Junliang Li, Yucheng Wang, Yan Chen, Yu Ran, Ruiqing Zhang, Jing Liu, Hua Wu, Haifeng Wang
Baidu Inc.
arXiv (2025)
Factuality RL Reasoning

📝 Paper Summary

Hallucination suppression Factuality alignment
KLCF reduces hallucinations by aligning a model's generated text with its own pre-existing internal knowledge using a dual-reward system that penalizes fabrication and rewards recall of verified facts.
Core Problem
Existing RLHF methods rely on preference rewards that ignore the model's internal knowledge boundaries, encouraging models to fabricate facts they don't actually know to satisfy user queries (the 'hallucination tax').
Why it matters:
  • Standard RLHF often pushes models to generate plausible-sounding but factually incorrect content when the model lacks the underlying knowledge
  • Current factuality solutions like FActScore rely on slow external retrieval during training, making them computationally expensive and hard to scale for online RL
  • Existing methods often focus only on precision (avoiding errors), leading to overly conservative models that refuse to answer even when they possess the knowledge
Concrete Example: When asked a complex long-form question, a standard RLHF model might invent specific dates or names to make the answer look complete. In contrast, KLCF restricts the model to only output facts it has previously verified it 'knows' (via a pre-computed checklist) and is confident about, reducing fabrication.
Key Novelty
Knowledge-Level Consistency Reinforcement Learning Framework (KLCF)
  • Dual-Fact Alignment: Simultaneously optimizes for 'Recall' (mentioning facts the model definitely knows) and 'Precision' (avoiding facts the model is unsure about)
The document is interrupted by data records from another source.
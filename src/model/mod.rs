//! Entity model: volume-sets, branches, snapshots, working volumes.
//!
//! A volume-set is a named lineage container. Branches are mutable named
//! pointers to tip snapshots, snapshots are immutable content-addressed
//! captures, and volumes are mutable mounted working instances.

use crate::error::{Result, VoltreeError};
use chrono::{DateTime, Utc};
use serde::{Deserialize, Serialize};
use std::collections::BTreeMap;
use std::fmt;
use std::path::PathBuf;

/// Free-form key/value attributes attached to entities.
pub type Attrs = BTreeMap<String, String>;

/// Separator between a volume-set qualifier and an object name in search
/// tokens (`<volumeset>:<name>`).
pub const QUALIFIER_SEPARATOR: char = ':';

/// Separator between a volume-set prefix (namespace) and its name.
pub const PREFIX_SEPARATOR: char = '/';

macro_rules! id_type {
    ($name:ident) => {
        #[derive(
            Debug, Clone, PartialEq, Eq, PartialOrd, Ord, Hash, Serialize, Deserialize,
        )]
        #[serde(transparent)]
        pub struct $name(pub String);

        impl $name {
            /// Generate a fresh identifier.
            pub fn generate() -> Self {
                Self(ulid::Ulid::new().to_string())
            }

            pub fn as_str(&self) -> &str {
                &self.0
            }
        }

        impl fmt::Display for $name {
            fn fmt(&self, f: &mut fmt::Formatter<'_>) -> fmt::Result {
                f.write_str(&self.0)
            }
        }

        impl From<&str> for $name {
            fn from(s: &str) -> Self {
                Self(s.to_string())
            }
        }
    };
}

id_type!(VolumeSetId);
id_type!(SnapshotId);
id_type!(VolumeId);

/// Identifier of an assembled content blob in the block store.
#[derive(Debug, Clone, PartialEq, Eq, PartialOrd, Ord, Hash, Serialize, Deserialize)]
#[serde(transparent)]
pub struct ContentId(pub String);

impl ContentId {
    pub fn as_str(&self) -> &str {
        &self.0
    }
}

impl fmt::Display for ContentId {
    fn fmt(&self, f: &mut fmt::Formatter<'_>) -> fmt::Result {
        f.write_str(&self.0)
    }
}

/// The four entity kinds handled by the resolver.
#[derive(Debug, Clone, Copy, PartialEq, Eq)]
pub enum EntityKind {
    VolumeSet,
    Volume,
    Snapshot,
    Branch,
}

impl fmt::Display for EntityKind {
    fn fmt(&self, f: &mut fmt::Formatter<'_>) -> fmt::Result {
        let s = match self {
            EntityKind::VolumeSet => "volumeset",
            EntityKind::Volume => "volume",
            EntityKind::Snapshot => "snapshot",
            EntityKind::Branch => "branch",
        };
        f.write_str(s)
    }
}

/// Named lineage container grouping branches, snapshots and volumes.
#[derive(Debug, Clone, PartialEq, Serialize, Deserialize)]
pub struct VolumeSet {
    pub id: VolumeSetId,
    pub name: String,
    /// Optional namespace prefix; `(prefix, name)` is unique within a store.
    #[serde(default)]
    pub prefix: String,
    #[serde(default)]
    pub attrs: Attrs,
    #[serde(default)]
    pub description: String,
    pub created_at: DateTime<Utc>,
}

impl VolumeSet {
    pub fn new(name: impl Into<String>, prefix: impl Into<String>) -> Self {
        Self {
            id: VolumeSetId::generate(),
            name: name.into(),
            prefix: prefix.into(),
            attrs: Attrs::new(),
            description: String::new(),
            created_at: Utc::now(),
        }
    }

    /// `prefix/name`, or just `name` when there is no prefix.
    pub fn qualified_name(&self) -> String {
        if self.prefix.is_empty() {
            self.name.clone()
        } else {
            format!("{}{}{}", self.prefix, PREFIX_SEPARATOR, self.name)
        }
    }
}

/// How a branch advances when snapshots are taken.
#[derive(Debug, Clone, Copy, PartialEq, Eq, Serialize, Deserialize)]
pub enum SyncMode {
    /// Advanced implicitly by snapshots taken without an explicit branch.
    Auto,
    /// Only advanced by a snapshot naming this branch.
    Manual,
}

impl fmt::Display for SyncMode {
    fn fmt(&self, f: &mut fmt::Formatter<'_>) -> fmt::Result {
        match self {
            SyncMode::Auto => f.write_str("auto"),
            SyncMode::Manual => f.write_str("manual"),
        }
    }
}

/// Mutable named pointer to a tip snapshot within one volume-set.
///
/// Identity is `(volume_set, name)`; there is no separate id.
#[derive(Debug, Clone, PartialEq, Serialize, Deserialize)]
pub struct Branch {
    pub volume_set: VolumeSetId,
    pub name: String,
    pub tip: SnapshotId,
    pub mode: SyncMode,
}

/// Immutable point-in-time capture of a volume.
#[derive(Debug, Clone, PartialEq, Serialize, Deserialize)]
pub struct Snapshot {
    pub id: SnapshotId,
    pub volume_set: VolumeSetId,
    /// Lineage parent; `None` for a root snapshot.
    pub parent: Option<SnapshotId>,
    /// Blob reference. `None` until the content has been localized; once set
    /// it never changes.
    pub content: Option<ContentId>,
    #[serde(default)]
    pub name: Option<String>,
    #[serde(default)]
    pub attrs: Attrs,
    #[serde(default)]
    pub description: String,
    pub created_at: DateTime<Utc>,
}

impl Snapshot {
    /// A fresh snapshot of `content`, taken now.
    pub fn new(
        volume_set: VolumeSetId,
        parent: Option<SnapshotId>,
        content: ContentId,
    ) -> Self {
        Self {
            id: SnapshotId::generate(),
            volume_set,
            parent,
            content: Some(content),
            name: None,
            attrs: Attrs::new(),
            description: String::new(),
            created_at: Utc::now(),
        }
    }
}

/// Mutable mounted working instance derived from a snapshot (or empty).
#[derive(Debug, Clone, PartialEq, Serialize, Deserialize)]
pub struct Volume {
    pub id: VolumeId,
    pub volume_set: VolumeSetId,
    #[serde(default)]
    pub name: Option<String>,
    /// Snapshot this volume was cloned from; the parent of its next snapshot.
    pub base: Option<SnapshotId>,
    pub mount_path: PathBuf,
    #[serde(default)]
    pub attrs: Attrs,
    pub created_at: DateTime<Utc>,
}

impl Volume {
    pub fn new(volume_set: VolumeSetId, mount_path: PathBuf) -> Self {
        Self {
            id: VolumeId::generate(),
            volume_set,
            name: None,
            base: None,
            mount_path,
            attrs: Attrs::new(),
            created_at: Utc::now(),
        }
    }
}

/// Validate a user-assigned entity name.
///
/// Empty is accepted here; operations that require a name check for that
/// separately. Names must be safe as a filesystem path component and as a
/// search token, so the qualifier separator and path separators are rejected.
pub fn validate_name(name: &str) -> Result<()> {
    if name.is_empty() {
        return Ok(());
    }
    let ok = name.chars().all(|c| {
        c.is_ascii_alphanumeric() || matches!(c, '-' | '_' | '.')
    });
    if !ok {
        return Err(VoltreeError::InvalidArgument(format!(
            "invalid name '{}': only alphanumerics, '-', '_' and '.' are allowed",
            name
        )));
    }
    Ok(())
}

/// Require a non-empty, valid entity name.
pub fn require_name(name: &str) -> Result<()> {
    if name.is_empty() {
        return Err(VoltreeError::InvalidArgument("name must not be empty".into()));
    }
    validate_name(name)
}

/// Split a volume-set name into `(prefix, name)` on the first `/`.
pub fn split_volume_set_name(full: &str) -> (String, String) {
    match full.split_once(PREFIX_SEPARATOR) {
        Some((prefix, name)) => (prefix.to_string(), name.to_string()),
        None => (String::new(), full.to_string()),
    }
}

/// Parse a comma-separated `key=value` attribute string.
pub fn parse_attrs(s: &str) -> Result<Attrs> {
    let mut attrs = Attrs::new();
    if s.is_empty() {
        return Ok(attrs);
    }
    for pair in s.split(',') {
        let (k, v) = pair.split_once('=').ok_or_else(|| {
            VoltreeError::InvalidArgument(format!(
                "invalid attribute '{}': expected key=value",
                pair
            ))
        })?;
        if k.is_empty() {
            return Err(VoltreeError::InvalidArgument(format!(
                "invalid attribute '{}': empty key",
                pair
            )));
        }
        attrs.insert(k.to_string(), v.to_string());
    }
    Ok(attrs)
}

/// Merge new attributes into existing ones; new values win.
pub fn merge_attrs(existing: &Attrs, updates: &Attrs) -> Attrs {
    let mut merged = existing.clone();
    for (k, v) in updates {
        merged.insert(k.clone(), v.clone());
    }
    merged
}
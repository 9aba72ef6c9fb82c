//! In-memory metadata store.
//!
//! Backs unit/integration tests and the file:// hub's loaded state before it
//! is persisted; semantics are identical to the file-backed store.

use super::doc::StoreDoc;
use super::MetaStore;
use crate::error::Result;
use crate::model::{Branch, Snapshot, SnapshotId, Volume, VolumeId, VolumeSet, VolumeSetId};
use async_trait::async_trait;
use std::sync::{Mutex, MutexGuard};

#[derive(Default)]
pub struct MemoryMetaStore {
    doc: Mutex<StoreDoc>,
}

impl MemoryMetaStore {
    pub fn new() -> Self {
        Self::default()
    }

    fn lock(&self) -> MutexGuard<'_, StoreDoc> {
        // Recover the inner doc if a writer panicked mid-operation.
        self.doc.lock().unwrap_or_else(|e| e.into_inner())
    }
}

#[async_trait]
impl MetaStore for MemoryMetaStore {
    async fn get_volume_set(&self, id: &VolumeSetId) -> Result<Option<VolumeSet>> {
        Ok(self.lock().get_volume_set(id))
    }

    async fn list_volume_sets(&self) -> Result<Vec<VolumeSet>> {
        Ok(self.lock().volume_sets.clone())
    }

    async fn create_volume_set(&self, vs: &VolumeSet) -> Result<()> {
        self.lock().create_volume_set(vs)
    }

    async fn put_volume_set(&self, vs: &VolumeSet) -> Result<()> {
        self.lock().put_volume_set(vs);
        Ok(())
    }

    async fn delete_volume_set(&self, id: &VolumeSetId) -> Result<()> {
        self.lock().delete_volume_set(id);
        Ok(())
    }

    async fn get_volume(&self, id: &VolumeId) -> Result<Option<Volume>> {
        Ok(self.lock().get_volume(id))
    }

    async fn list_volumes(&self, volume_set: Option<&VolumeSetId>) -> Result<Vec<Volume>> {
        Ok(self.lock().list_volumes(volume_set))
    }

    async fn create_volume(&self, vol: &Volume) -> Result<()> {
        self.lock().create_volume(vol)
    }

    async fn put_volume(&self, vol: &Volume) -> Result<()> {
        self.lock().put_volume(vol);
        Ok(())
    }

    async fn delete_volume(&self, id: &VolumeId) -> Result<()> {
        self.lock().delete_volume(id);
        Ok(())
    }

    async fn get_snapshot(&self, id: &SnapshotId) -> Result<Option<Snapshot>> {
        Ok(self.lock().get_snapshot(id))
    }

    async fn list_snapshots(&self, volume_set: Option<&VolumeSetId>) -> Result<Vec<Snapshot>> {
        Ok(self.lock().list_snapshots(volume_set))
    }

    async fn create_snapshot(&self, snap: &Snapshot) -> Result<()> {
        self.lock().create_snapshot(snap)
    }

    async fn update_snapshot(&self, snap: &Snapshot) -> Result<()> {
        self.lock().update_snapshot(snap)
    }

    async fn put_snapshot(&self, snap: &Snapshot) -> Result<()> {
        self.lock().put_snapshot(snap);
        Ok(())
    }

    async fn delete_snapshot(&self, id: &SnapshotId) -> Result<()> {
        self.lock().delete_snapshot(id);
        Ok(())
    }

    async fn get_branch(&self, volume_set: &VolumeSetId, name: &str) -> Result<Option<Branch>> {
        Ok(self.lock().get_branch(volume_set, name))
    }

    async fn list_branches(&self, volume_set: Option<&VolumeSetId>) -> Result<Vec<Branch>> {
        Ok(self.lock().list_branches(volume_set))
    }

    async fn create_branch(&self, branch: &Branch) -> Result<()> {
        self.lock().create_branch(branch)
    }

    async fn put_branch(&self, branch: &Branch) -> Result<()> {
        self.lock().put_branch(branch);
        Ok(())
    }

    async fn delete_branch(&self, volume_set: &VolumeSetId, name: &str) -> Result<()> {
        self.lock().delete_branch(volume_set, name);
        Ok(())
    }
}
  • Offline-to-Online Bridge: Instead of retrieving external data during RL training (which is slow), KLCF pre-computes a 'Checklist' of what the model knows and trains a distinct Truthfulness Reward model offline, making the online RL step purely internal and fast
Architecture
Architecture Figure Figure 2
Comparison between KLCF (Left) and Previous Methods (Right). It illustrates the Offline Data Preparation phase feeding into the Online RL phase.
Evaluation Highlights
  • +3.4 to +10.0 improvement in F1 score on LongFact-Obj benchmark compared to RLHF baseline
  • Reduces hallucination rate by ~4-8 percentage points on LongFact-Obj compared to RLHF
  • Achieves comparable or better performance than retrieval-dependent methods (like FactTune-FS) while being significantly more efficient during training
Breakthrough Assessment
8/10
Strong conceptual contribution by decoupling factuality enforcement from expensive external retrieval during RL. The 'Checklist' approach effectively operationalizes the 'knowledge boundary' concept for practical training.